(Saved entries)
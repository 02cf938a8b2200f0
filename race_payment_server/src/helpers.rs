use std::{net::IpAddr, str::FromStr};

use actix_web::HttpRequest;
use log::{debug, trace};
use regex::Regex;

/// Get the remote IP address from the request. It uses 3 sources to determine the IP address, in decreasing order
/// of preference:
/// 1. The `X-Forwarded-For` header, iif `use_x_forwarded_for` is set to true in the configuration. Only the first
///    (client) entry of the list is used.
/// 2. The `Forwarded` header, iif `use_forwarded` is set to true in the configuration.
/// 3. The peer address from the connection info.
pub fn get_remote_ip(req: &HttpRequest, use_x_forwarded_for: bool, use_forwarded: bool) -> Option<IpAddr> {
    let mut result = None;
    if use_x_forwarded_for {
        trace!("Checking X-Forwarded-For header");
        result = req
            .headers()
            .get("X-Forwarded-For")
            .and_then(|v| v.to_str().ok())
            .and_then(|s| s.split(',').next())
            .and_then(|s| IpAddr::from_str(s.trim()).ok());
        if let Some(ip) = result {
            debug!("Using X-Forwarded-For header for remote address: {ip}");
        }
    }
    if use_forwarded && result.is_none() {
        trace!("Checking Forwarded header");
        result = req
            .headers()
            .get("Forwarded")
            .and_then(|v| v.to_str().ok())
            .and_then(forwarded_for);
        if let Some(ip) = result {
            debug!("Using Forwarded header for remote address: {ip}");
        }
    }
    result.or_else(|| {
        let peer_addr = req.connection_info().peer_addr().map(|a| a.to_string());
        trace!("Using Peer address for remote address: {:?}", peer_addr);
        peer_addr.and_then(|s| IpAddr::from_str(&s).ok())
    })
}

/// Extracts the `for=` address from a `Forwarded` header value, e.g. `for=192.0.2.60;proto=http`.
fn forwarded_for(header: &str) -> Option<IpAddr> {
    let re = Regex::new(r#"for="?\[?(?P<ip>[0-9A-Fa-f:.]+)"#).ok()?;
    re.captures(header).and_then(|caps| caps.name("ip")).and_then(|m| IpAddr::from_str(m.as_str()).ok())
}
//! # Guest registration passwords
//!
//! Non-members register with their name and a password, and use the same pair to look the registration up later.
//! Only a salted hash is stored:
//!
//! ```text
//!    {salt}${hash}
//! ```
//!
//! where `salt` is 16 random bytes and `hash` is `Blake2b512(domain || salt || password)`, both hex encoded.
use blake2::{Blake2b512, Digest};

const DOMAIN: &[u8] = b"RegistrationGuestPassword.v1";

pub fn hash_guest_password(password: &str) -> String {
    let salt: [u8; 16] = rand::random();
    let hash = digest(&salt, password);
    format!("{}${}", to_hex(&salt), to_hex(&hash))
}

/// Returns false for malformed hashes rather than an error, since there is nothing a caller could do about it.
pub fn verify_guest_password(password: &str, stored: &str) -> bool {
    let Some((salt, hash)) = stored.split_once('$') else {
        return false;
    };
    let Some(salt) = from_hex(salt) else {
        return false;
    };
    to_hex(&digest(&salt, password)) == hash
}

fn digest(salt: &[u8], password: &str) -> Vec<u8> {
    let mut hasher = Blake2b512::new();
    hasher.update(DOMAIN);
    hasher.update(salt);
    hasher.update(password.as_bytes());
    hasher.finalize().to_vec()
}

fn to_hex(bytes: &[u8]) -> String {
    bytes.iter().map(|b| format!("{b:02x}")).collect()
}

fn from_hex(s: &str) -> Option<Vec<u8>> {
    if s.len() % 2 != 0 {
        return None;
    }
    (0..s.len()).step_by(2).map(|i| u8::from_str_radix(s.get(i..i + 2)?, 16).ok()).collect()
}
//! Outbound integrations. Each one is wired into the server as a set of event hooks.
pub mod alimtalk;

## Prompt
Among the lines above, find those with the word "hasher". Copy them.

## Solution
    let mut hasher = Blake2b512::new();
    hasher.update(DOMAIN);
    hasher.update(salt);
    hasher.update(password.as_bytes());
    hasher.finalize().to_vec()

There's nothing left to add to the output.